Repeat each entry below exactly as it stands.
== == ==
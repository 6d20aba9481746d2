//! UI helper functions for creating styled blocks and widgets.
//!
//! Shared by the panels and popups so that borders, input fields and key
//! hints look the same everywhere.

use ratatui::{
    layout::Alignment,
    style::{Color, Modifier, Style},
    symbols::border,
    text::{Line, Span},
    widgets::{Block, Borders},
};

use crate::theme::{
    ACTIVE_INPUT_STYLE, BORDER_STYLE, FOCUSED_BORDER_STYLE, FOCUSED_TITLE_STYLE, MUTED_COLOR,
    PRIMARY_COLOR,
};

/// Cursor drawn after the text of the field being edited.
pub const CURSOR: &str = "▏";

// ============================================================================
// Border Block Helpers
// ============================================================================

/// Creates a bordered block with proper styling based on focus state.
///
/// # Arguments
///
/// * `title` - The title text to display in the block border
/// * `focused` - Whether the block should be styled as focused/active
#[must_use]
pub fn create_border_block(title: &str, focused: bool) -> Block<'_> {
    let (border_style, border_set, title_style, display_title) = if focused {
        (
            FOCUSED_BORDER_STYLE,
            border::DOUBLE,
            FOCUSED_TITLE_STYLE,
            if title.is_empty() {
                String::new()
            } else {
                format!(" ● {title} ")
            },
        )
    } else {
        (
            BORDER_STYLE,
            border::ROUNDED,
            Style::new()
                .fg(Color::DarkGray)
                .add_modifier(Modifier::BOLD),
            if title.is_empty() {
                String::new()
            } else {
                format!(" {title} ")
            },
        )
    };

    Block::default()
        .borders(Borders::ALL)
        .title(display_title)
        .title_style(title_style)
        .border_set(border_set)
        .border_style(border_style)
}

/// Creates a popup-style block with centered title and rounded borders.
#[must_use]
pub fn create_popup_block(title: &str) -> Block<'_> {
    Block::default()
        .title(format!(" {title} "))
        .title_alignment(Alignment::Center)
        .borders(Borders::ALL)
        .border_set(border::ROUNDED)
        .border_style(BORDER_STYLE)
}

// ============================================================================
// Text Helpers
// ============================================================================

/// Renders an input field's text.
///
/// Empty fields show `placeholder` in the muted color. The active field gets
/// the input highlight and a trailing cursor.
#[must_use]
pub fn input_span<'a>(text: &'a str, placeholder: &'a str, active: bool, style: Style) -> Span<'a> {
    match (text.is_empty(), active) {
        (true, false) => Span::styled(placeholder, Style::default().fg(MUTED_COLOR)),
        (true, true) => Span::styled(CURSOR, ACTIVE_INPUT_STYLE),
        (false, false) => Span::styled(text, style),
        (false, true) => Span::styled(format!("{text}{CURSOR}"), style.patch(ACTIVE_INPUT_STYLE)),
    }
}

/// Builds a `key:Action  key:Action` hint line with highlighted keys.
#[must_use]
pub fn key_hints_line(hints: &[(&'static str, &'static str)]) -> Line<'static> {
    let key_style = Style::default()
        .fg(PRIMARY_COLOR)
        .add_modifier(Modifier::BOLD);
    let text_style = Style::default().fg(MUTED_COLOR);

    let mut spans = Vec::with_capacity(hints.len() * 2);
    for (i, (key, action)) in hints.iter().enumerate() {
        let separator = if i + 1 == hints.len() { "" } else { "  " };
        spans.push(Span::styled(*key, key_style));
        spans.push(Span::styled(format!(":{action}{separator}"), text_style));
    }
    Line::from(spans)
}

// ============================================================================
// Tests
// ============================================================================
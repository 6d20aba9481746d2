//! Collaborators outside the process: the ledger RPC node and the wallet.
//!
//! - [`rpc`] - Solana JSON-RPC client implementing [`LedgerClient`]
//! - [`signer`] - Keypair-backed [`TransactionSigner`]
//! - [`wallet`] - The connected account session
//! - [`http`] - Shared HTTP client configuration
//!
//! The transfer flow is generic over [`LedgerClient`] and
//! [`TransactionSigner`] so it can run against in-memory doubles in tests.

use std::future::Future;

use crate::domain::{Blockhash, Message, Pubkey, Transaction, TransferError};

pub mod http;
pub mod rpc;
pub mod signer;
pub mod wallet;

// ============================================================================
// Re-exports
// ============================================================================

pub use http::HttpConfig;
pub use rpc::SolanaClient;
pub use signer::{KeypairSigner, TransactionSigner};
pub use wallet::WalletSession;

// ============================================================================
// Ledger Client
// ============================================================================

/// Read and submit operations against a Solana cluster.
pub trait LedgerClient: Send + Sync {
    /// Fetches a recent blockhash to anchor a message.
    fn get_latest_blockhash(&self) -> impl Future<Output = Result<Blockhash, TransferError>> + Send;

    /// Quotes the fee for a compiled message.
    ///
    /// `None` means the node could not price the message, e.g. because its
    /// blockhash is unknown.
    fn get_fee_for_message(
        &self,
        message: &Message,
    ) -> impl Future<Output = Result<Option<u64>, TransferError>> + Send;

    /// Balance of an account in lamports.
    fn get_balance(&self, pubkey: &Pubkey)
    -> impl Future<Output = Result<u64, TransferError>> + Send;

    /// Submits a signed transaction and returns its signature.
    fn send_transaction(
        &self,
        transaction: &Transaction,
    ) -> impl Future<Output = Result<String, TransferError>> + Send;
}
== == ==
Task answer:
repository 6d20aba9481746d2
//! UI helper functions for creating styled blocks and widgets.
//!
//! Shared by the panels and popups so that borders, input fields and key
//! hints look the same everywhere.

use ratatui::{
    layout::Alignment,
    style::{Color, Modifier, Style},
    symbols::border,
    text::{Line, Span},
    widgets::{Block, Borders},
};

use crate::theme::{
    ACTIVE_INPUT_STYLE, BORDER_STYLE, FOCUSED_BORDER_STYLE, FOCUSED_TITLE_STYLE, MUTED_COLOR,
    PRIMARY_COLOR,
};

/// Cursor drawn after the text of the field being edited.
pub const CURSOR: &str = "▏";

// ============================================================================
// Border Block Helpers
// ============================================================================

/// Creates a bordered block with proper styling based on focus state.
///
/// # Arguments
///
/// * `title` - The title text to display in the block border
/// * `focused` - Whether the block should be styled as focused/active
#[must_use]
pub fn create_border_block(title: &str, focused: bool) -> Block<'_> {
    let (border_style, border_set, title_style, display_title) = if focused {
        (
            FOCUSED_BORDER_STYLE,
            border::DOUBLE,
            FOCUSED_TITLE_STYLE,
            if title.is_empty() {
                String::new()
            } else {
                format!(" ● {title} ")
            },
        )
    } else {
        (
            BORDER_STYLE,
            border::ROUNDED,
            Style::new()
                .fg(Color::DarkGray)
                .add_modifier(Modifier::BOLD),
            if title.is_empty() {
                String::new()
            } else {
                format!(" {title} ")
            },
        )
    };

    Block::default()
        .borders(Borders::ALL)
        .title(display_title)
        .title_style(title_style)
        .border_set(border_set)
        .border_style(border_style)
}

/// Creates a popup-style block with centered title and rounded borders.
#[must_use]
pub fn create_popup_block(title: &str) -> Block<'_> {
    Block::default()
        .title(format!(" {title} "))
        .title_alignment(Alignment::Center)
        .borders(Borders::ALL)
        .border_set(border::ROUNDED)
        .border_style(BORDER_STYLE)
}

// ============================================================================
// Text Helpers
// ============================================================================

/// Renders an input field's text.
///
/// Empty fields show `placeholder` in the muted color. The active field gets
/// the input highlight and a trailing cursor.
#[must_use]
pub fn input_span<'a>(text: &'a str, placeholder: &'a str, active: bool, style: Style) -> Span<'a> {
    match (text.is_empty(), active) {
        (true, false) => Span::styled(placeholder, Style::default().fg(MUTED_COLOR)),
        (true, true) => Span::styled(CURSOR, ACTIVE_INPUT_STYLE),
        (false, false) => Span::styled(text, style),
        (false, true) => Span::styled(format!("{text}{CURSOR}"), style.patch(ACTIVE_INPUT_STYLE)),
    }
}

/// Builds a `key:Action  key:Action` hint line with highlighted keys.
#[must_use]
pub fn key_hints_line(hints: &[(&'static str, &'static str)]) -> Line<'static> {
    let key_style = Style::default()
        .fg(PRIMARY_COLOR)
        .add_modifier(Modifier::BOLD);
    let text_style = Style::default().fg(MUTED_COLOR);

    let mut spans = Vec::with_capacity(hints.len() * 2);
    for (i, (key, action)) in hints.iter().enumerate() {
        let separator = if i + 1 == hints.len() { "" } else { "  " };
        spans.push(Span::styled(*key, key_style));
        spans.push(Span::styled(format!(":{action}{separator}"), text_style));
    }
    Line::from(spans)
}

// ============================================================================
// Tests
// ============================================================================
repository 6d20aba9481746d2
//! Collaborators outside the process: the ledger RPC node and the wallet.
//!
//! - [`rpc`] - Solana JSON-RPC client implementing [`LedgerClient`]
//! - [`signer`] - Keypair-backed [`TransactionSigner`]
//! - [`wallet`] - The connected account session
//! - [`http`] - Shared HTTP client configuration
//!
//! The transfer flow is generic over [`LedgerClient`] and
//! [`TransactionSigner`] so it can run against in-memory doubles in tests.

use std::future::Future;

use crate::domain::{Blockhash, Message, Pubkey, Transaction, TransferError};

pub mod http;
pub mod rpc;
pub mod signer;
pub mod wallet;

// ============================================================================
// Re-exports
// ============================================================================

pub use http::HttpConfig;
pub use rpc::SolanaClient;
pub use signer::{KeypairSigner, TransactionSigner};
pub use wallet::WalletSession;

// ============================================================================
// Ledger Client
// ============================================================================

/// Read and submit operations against a Solana cluster.
pub trait LedgerClient: Send + Sync {
    /// Fetches a recent blockhash to anchor a message.
    fn get_latest_blockhash(&self) -> impl Future<Output = Result<Blockhash, TransferError>> + Send;

    /// Quotes the fee for a compiled message.
    ///
    /// `None` means the node could not price the message, e.g. because its
    /// blockhash is unknown.
    fn get_fee_for_message(
        &self,
        message: &Message,
    ) -> impl Future<Output = Result<Option<u64>, TransferError>> + Send;

    /// Balance of an account in lamports.
    fn get_balance(&self, pubkey: &Pubkey)
    -> impl Future<Output = Result<u64, TransferError>> + Send;

    /// Submits a signed transaction and returns its signature.
    fn send_transaction(
        &self,
        transaction: &Transaction,
    ) -> impl Future<Output = Result<String, TransferError>> + Send;
}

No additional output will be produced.